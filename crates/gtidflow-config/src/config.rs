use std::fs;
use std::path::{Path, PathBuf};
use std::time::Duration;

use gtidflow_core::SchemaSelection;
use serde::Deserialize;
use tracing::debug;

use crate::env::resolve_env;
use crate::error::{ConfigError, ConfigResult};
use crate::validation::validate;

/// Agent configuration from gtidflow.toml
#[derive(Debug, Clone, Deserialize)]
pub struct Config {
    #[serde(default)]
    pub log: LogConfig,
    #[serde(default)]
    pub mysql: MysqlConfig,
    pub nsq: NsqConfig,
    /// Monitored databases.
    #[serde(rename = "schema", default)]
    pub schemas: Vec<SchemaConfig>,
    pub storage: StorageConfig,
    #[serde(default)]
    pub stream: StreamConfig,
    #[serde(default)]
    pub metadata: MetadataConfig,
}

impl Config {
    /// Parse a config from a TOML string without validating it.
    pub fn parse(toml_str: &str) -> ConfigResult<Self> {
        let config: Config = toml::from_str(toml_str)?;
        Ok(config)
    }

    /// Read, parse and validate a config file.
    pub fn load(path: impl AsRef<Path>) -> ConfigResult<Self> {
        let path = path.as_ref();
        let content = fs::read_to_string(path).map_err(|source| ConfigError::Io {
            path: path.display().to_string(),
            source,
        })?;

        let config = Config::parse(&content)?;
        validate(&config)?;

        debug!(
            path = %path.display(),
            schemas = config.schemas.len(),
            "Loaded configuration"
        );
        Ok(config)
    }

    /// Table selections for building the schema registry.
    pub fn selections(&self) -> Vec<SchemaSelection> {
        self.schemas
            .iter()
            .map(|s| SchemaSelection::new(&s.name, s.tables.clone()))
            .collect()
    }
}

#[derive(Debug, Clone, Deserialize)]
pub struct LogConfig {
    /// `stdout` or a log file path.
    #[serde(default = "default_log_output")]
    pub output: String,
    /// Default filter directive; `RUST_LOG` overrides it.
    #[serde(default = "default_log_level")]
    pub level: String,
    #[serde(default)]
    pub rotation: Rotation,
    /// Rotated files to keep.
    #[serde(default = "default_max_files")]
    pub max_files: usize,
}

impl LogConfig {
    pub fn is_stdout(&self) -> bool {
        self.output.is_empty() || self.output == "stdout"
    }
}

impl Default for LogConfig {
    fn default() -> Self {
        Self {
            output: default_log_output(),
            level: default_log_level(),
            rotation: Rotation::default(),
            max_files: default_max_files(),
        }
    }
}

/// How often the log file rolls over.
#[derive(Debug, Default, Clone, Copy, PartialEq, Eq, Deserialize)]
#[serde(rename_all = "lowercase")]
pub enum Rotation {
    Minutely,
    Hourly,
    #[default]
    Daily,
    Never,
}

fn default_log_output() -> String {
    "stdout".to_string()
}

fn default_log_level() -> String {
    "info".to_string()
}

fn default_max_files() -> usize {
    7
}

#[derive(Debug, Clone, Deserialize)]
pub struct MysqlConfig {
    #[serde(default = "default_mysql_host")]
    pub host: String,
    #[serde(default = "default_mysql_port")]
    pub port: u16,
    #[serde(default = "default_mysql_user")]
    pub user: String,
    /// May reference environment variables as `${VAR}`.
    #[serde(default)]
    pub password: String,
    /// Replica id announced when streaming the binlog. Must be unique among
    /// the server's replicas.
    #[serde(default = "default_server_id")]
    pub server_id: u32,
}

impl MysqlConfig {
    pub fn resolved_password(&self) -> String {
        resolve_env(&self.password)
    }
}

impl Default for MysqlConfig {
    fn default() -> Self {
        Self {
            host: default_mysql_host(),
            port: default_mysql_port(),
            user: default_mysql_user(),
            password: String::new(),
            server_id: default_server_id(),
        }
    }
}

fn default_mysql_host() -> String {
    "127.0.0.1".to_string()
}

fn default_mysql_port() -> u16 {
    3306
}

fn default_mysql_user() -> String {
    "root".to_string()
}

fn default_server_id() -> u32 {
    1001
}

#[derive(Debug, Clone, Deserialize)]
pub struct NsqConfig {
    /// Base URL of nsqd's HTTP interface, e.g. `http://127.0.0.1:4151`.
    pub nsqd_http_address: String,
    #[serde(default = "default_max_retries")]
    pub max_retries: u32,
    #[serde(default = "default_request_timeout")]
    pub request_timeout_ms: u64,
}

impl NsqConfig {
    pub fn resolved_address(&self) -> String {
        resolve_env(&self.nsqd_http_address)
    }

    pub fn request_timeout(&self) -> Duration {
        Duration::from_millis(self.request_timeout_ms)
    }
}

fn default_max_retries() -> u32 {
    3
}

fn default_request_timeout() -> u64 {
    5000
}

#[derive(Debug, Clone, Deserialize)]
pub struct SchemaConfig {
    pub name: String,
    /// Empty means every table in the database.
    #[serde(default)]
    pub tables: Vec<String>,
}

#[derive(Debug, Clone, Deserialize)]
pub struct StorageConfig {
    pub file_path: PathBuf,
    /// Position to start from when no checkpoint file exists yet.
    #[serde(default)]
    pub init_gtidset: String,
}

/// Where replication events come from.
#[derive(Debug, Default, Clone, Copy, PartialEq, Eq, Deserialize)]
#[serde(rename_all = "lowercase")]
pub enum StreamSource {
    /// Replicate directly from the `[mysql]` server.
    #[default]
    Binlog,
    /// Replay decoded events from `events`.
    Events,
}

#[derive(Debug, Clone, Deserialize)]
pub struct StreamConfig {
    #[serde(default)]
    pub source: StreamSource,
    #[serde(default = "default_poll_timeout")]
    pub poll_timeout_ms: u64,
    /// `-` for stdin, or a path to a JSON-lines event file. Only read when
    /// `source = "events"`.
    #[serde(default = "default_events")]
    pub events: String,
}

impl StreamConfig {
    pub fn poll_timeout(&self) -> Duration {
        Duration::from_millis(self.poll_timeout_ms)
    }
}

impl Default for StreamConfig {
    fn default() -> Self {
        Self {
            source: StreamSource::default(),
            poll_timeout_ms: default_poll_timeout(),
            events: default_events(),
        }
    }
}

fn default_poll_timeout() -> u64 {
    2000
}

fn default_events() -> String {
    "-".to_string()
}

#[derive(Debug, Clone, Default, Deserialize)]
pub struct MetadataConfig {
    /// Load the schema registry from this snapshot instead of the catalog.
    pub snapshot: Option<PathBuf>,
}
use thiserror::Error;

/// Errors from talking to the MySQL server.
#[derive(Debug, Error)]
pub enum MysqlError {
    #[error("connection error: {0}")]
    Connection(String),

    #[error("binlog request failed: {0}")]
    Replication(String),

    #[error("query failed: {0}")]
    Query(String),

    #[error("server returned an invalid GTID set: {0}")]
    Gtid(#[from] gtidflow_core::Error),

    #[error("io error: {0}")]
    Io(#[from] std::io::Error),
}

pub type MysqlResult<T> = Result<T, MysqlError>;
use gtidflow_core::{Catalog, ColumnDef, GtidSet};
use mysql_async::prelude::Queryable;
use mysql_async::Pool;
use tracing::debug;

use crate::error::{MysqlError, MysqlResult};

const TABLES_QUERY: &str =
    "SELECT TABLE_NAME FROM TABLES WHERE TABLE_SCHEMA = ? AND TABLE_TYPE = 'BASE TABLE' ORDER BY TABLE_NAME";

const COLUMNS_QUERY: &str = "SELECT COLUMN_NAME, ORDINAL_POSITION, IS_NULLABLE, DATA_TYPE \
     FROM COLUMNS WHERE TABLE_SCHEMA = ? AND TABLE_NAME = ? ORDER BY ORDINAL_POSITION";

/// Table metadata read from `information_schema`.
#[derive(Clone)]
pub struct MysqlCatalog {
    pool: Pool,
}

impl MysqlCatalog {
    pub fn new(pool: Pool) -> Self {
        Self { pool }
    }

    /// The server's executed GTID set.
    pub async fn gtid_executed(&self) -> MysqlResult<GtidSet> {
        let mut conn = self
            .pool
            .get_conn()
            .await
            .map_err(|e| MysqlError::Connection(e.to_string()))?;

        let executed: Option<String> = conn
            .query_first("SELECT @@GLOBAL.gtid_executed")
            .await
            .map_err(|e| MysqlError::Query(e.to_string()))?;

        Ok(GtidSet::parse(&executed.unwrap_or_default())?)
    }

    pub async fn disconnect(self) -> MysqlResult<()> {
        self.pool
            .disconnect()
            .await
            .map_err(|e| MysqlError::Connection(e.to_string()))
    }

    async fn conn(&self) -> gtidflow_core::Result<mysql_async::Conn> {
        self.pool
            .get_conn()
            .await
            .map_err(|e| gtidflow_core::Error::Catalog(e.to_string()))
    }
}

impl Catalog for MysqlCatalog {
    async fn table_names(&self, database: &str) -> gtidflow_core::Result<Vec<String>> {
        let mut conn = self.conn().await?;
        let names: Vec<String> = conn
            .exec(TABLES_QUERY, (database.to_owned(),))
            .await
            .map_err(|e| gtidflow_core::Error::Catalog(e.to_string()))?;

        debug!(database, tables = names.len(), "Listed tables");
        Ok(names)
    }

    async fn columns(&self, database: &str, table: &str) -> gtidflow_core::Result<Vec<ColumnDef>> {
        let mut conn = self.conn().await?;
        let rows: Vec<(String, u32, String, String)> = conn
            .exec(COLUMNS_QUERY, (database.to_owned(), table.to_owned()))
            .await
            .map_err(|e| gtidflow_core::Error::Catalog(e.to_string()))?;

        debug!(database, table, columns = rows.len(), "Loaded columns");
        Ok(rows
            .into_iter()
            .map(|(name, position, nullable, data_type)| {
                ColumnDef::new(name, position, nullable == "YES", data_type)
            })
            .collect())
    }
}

⁂

- _What you have to do_
Whenever a line of the data includes "usize", copy that line.

- _Solution for this task_
    pub max_files: usize,
fn default_max_files() -> usize {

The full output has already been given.